(THE INPUT)
impl FmuLibrary {
    /// Load an FMU from `fmu_path`.
    ///
    /// If the path is a directory it is treated as a pre-extracted FMU. Otherwise the archive is
    /// extracted to `extract_path` when given; without one it is extracted alongside the archive
    /// using the archive stem as directory name, falling back to the system temp directory when
    /// the parent is not writable and the derived path does not exist yet.
    pub fn load(fmu_path: impl AsRef<Path>, extract_path: Option<&Path>) -> Result<Self, Error> {
        let fmu_path = fmu_path.as_ref();
        let (fmu_path, extract_dir) = if fmu_path.is_dir() {
            (PathBuf::new(), fmu_path.to_path_buf())
        } else {
            let extract_dir = match extract_path {
                Some(extract) => extract.to_path_buf(),
                None => Self::derive_extract_dir(fmu_path),
            };
            (fmu_path.to_path_buf(), extract_dir)
        };

        let mut library = Self {
            fmu_path,
            extract_dir,
            resource_dir: PathBuf::new(),
            catalog: Arc::new(VariableCatalog::default()),
            lib: None,
            base: None,
            common: None,
            me: None,
            cs: None,
            me_count: 0,
            cs_count: 0,
            delete_directory: false,
            extracted: false,
        };
        library.load_information()?;
        Ok(library)
    }

    fn derive_extract_dir(fmu_path: &Path) -> PathBuf {
        let stem = fmu_path.file_stem().unwrap_or_default();
        let parent = fmu_path.parent().unwrap_or_else(|| Path::new("."));
        let derived = parent.join(stem);
        let parent_writable = std::fs::metadata(parent)
            .map(|meta| !meta.permissions().readonly())
            .unwrap_or(false);
        if !parent_writable && !derived.exists() {
            return std::env::temp_dir().join(stem);
        }
        derived
    }

    fn load_information(&mut self) -> Result<(), Error> {
        if !self.extract_dir.exists() {
            std::fs::create_dir_all(&self.extract_dir)?;
        }
        let xml_path = self.extract_dir.join(MODEL_DESCRIPTION);
        if !xml_path.exists() {
            if self.fmu_path.as_os_str().is_empty() {
                return Err(Error::ArchiveStructure(format!(
                    "{} missing from {}",
                    MODEL_DESCRIPTION,
                    self.extract_dir.display()
                )));
            }
            self.extract()?;
        }
        if !xml_path.exists() {
            return Err(Error::ArchiveStructure(format!(
                "{} missing from {}",
                MODEL_DESCRIPTION,
                self.extract_dir.display()
            )));
        }
        self.catalog = Arc::new(VariableCatalog::load_file(&xml_path)?);

        let resources = self.extract_dir.join("resources");
        self.resource_dir = if resources.is_relative() {
            std::env::current_dir()?.join(resources)
        } else {
            resources
        };
        Ok(())
    }

    fn extract(&mut self) -> Result<(), Error> {
        log::debug!(
            "Extracting {} into {}",
            self.fmu_path.display(),
            self.extract_dir.display()
        );
        let file = std::fs::File::open(&self.fmu_path)?;
        let mut archive = match zip::ZipArchive::new(file) {
            Ok(archive) => archive,
            Err(err) => {
                // Don't leave a half-created directory behind for a bad archive
                let _ = std::fs::remove_dir_all(&self.extract_dir);
                return Err(err.into());
            }
        };
        if let Err(err) = archive.extract(&self.extract_dir) {
            let _ = std::fs::remove_dir_all(&self.extract_dir);
            return Err(err.into());
        }
        self.extracted = true;
        Ok(())
    }

    pub fn catalog(&self) -> &Arc<VariableCatalog> {
        &self.catalog
    }

    /// Model name from the catalog header.
    pub fn name(&self) -> &str {
        self.catalog.model_name()
    }

    pub fn extract_dir(&self) -> &Path {
        &self.extract_dir
    }

    pub fn check_flag(&self, flag: Capability) -> bool {
        self.catalog.check_flag(flag)
    }

    /// Catalog counts, with the created-instance counters answered by the library itself.
    pub fn count(&self, kind: CountKind) -> usize {
        match kind {
            CountKind::MeObject => self.me_count,
            CountKind::CsObject => self.cs_count,
            other => self.catalog.count(other),
        }
    }

    /// Remove the FMU extraction directory on drop.
    pub fn delete_fmu_directory(&mut self, delete: bool) {
        self.delete_directory = delete;
    }

    pub fn is_so_loaded(&self, kind: Option<FmuKind>) -> bool {
        match kind {
            Some(FmuKind::ModelExchange) => self.me.is_some(),
            Some(FmuKind::CoSimulation) => self.cs.is_some(),
            None => self.me.is_some() || self.cs.is_some(),
        }
    }

    /// Pick the shared-object path for the host platform: `binaries/<platform-arch>/<identifier>`
    /// with the platform's library extension; a `<identifier>d` debug variant is accepted as a
    /// fallback.
    fn find_shared_library_path(&self, kind: FmuKind) -> Result<PathBuf, Error> {
        let capability = match kind {
            FmuKind::ModelExchange => Capability::ModelExchangeCapable,
            FmuKind::CoSimulation => Capability::CoSimulationCapable,
        };
        if !self.check_flag(capability) {
            return Err(Error::UnsupportedFmuType(format!("{kind:?}")));
        }
        let identifier = self.catalog.model_identifier(kind);

        let platform_folder = match (std::env::consts::OS, std::mem::size_of::<usize>() * 8) {
            ("windows", 64) => "win64",
            ("windows", 32) => "win32",
            ("linux", 64) => "linux64",
            ("linux", 32) => "linux32",
            ("macos", 64) => "darwin64",
            ("macos", 32) => "darwin32",
            _ => {
                return Err(Error::UnsupportedPlatform {
                    os: std::env::consts::OS.to_string(),
                    arch: std::env::consts::ARCH.to_string(),
                });
            }
        };
        let binaries = self.extract_dir.join("binaries").join(platform_folder);
        let suffix = std::env::consts::DLL_SUFFIX;

        let so_path = binaries.join(format!("{identifier}{suffix}"));
        if so_path.exists() {
            return Ok(so_path);
        }
        let debug_path = binaries.join(format!("{identifier}d{suffix}"));
        if debug_path.exists() {
            return Ok(debug_path);
        }
        Err(Error::SharedLibraryNotFound(so_path))
    }

    /// Load the shared library and bind the base, common and kind-specific function tables.
    pub fn load_shared_library(&mut self, kind: FmuKind) -> Result<(), Error> {
        if self.is_so_loaded(Some(kind)) {
            return Ok(());
        }
        let lib = match &self.lib {
            Some(lib) => Arc::clone(lib),
            None => {
                let so_path = self.find_shared_library_path(kind)?;
                log::trace!("Loading shared library {}", so_path.display());
                let lib = Arc::new(unsafe { Library::new(&so_path) }?);
                self.lib = Some(Arc::clone(&lib));
                lib
            }
        };
        if self.base.is_none() {
            self.base = Some(BaseFunctions::new(Arc::clone(&lib))?);
        }
        if self.common.is_none() {
            self.common = Some(Arc::new(CommonFunctions::new(Arc::clone(&lib))?));
        }
        match kind {
            FmuKind::ModelExchange => {
                self.me = Some(Arc::new(ModelExchangeFunctions::new(lib)?));
            }
            FmuKind::CoSimulation => {
                self.cs = Some(Arc::new(CoSimFunctions::new(lib)?));
            }
        }
        Ok(())
    }

    /// TypesPlatform string of the loaded library; empty if not loaded.
    pub fn types_platform(&self) -> String {
        match &self.base {
            Some(base) => unsafe { std::ffi::CStr::from_ptr((base.get_types_platform)()) }
                .to_string_lossy()
                .into_owned(),
            None => String::new(),
        }
    }

    /// FMI version string of the loaded library; empty if not loaded.
    pub fn version(&self) -> String {
        match &self.base {
            Some(base) => unsafe { std::ffi::CStr::from_ptr((base.get_version)()) }
                .to_string_lossy()
                .into_owned(),
            None => String::new(),
        }
    }

    fn make_callbacks() -> Box<binding::fmi2CallbackFunctions> {
        Box::new(binding::fmi2CallbackFunctions {
            logger: Some(fmu_sys::logger::fmi2_callback_logger as _),
            allocateMemory: Some(libc::calloc),
            freeMemory: Some(libc::free),
            stepFinished: None,
            componentEnvironment: std::ptr::null_mut(),
        })
    }

    fn instantiate(
        &mut self,
        name: &str,
        fmu_type: binding::fmi2Type,
    ) -> Result<FmuObject, Error> {
        let common = Arc::clone(self.common.as_ref().expect("shared library loaded"));
        let base = self.base.as_ref().expect("shared library loaded");

        let callbacks = Self::make_callbacks();
        let instance_name = CString::new(name).expect("Error building CString");
        let guid = CString::new(self.catalog.guid()).expect("Error building CString");
        let resource_url = url::Url::from_file_path(&self.resource_dir)
            .map(|url| url.as_str().to_owned())
            .unwrap_or_else(|_| format!("file:///{}", self.resource_dir.display()));
        let resource_url = CString::new(resource_url).expect("Error building CString");

        let component = unsafe {
            (base.instantiate)(
                instance_name.as_ptr(),
                fmu_type,
                guid.as_ptr(),
                resource_url.as_ptr(),
                &*callbacks,
                binding::fmi2False,
                binding::fmi2False,
            )
        };
        if component.is_null() {
            return Err(Error::Instantiation);
        }
        log::trace!("Instantiated component {component:?} for {name}");

        Ok(FmuObject::new(
            name.to_owned(),
            component,
            Arc::clone(&self.catalog),
            common,
            callbacks,
        ))
    }

    /// Create a co-simulation instance, loading the shared library on first use.
    pub fn create_co_simulation(&mut self, name: &str) -> Result<CoSimInstance, Error> {
        self.load_shared_library(FmuKind::CoSimulation)?;
        let obj = self.instantiate(name, binding::fmi2Type_fmi2CoSimulation)?;
        let cs = Arc::clone(self.cs.as_ref().expect("co-simulation table bound"));
        self.cs_count += 1;
        Ok(CoSimInstance::new(obj, cs))
    }

    /// Create a model-exchange instance, loading the shared library on first use.
    pub fn create_model_exchange(&mut self, name: &str) -> Result<ModelExchangeInstance, Error> {
        self.load_shared_library(FmuKind::ModelExchange)?;
        let obj = self.instantiate(name, binding::fmi2Type_fmi2ModelExchange)?;
        let me = Arc::clone(self.me.as_ref().expect("model-exchange table bound"));
        self.me_count += 1;
        Ok(ModelExchangeInstance::new(obj, me))
    }
}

(PROBLEM TO WORK ON) Reading through the records above, report each line in which the string "usize" is found.

(SOLUTION BELOW)
    pub fn count(&self, kind: CountKind) -> usize {
        let platform_folder = match (std::env::consts::OS, std::mem::size_of::<usize>() * 8) {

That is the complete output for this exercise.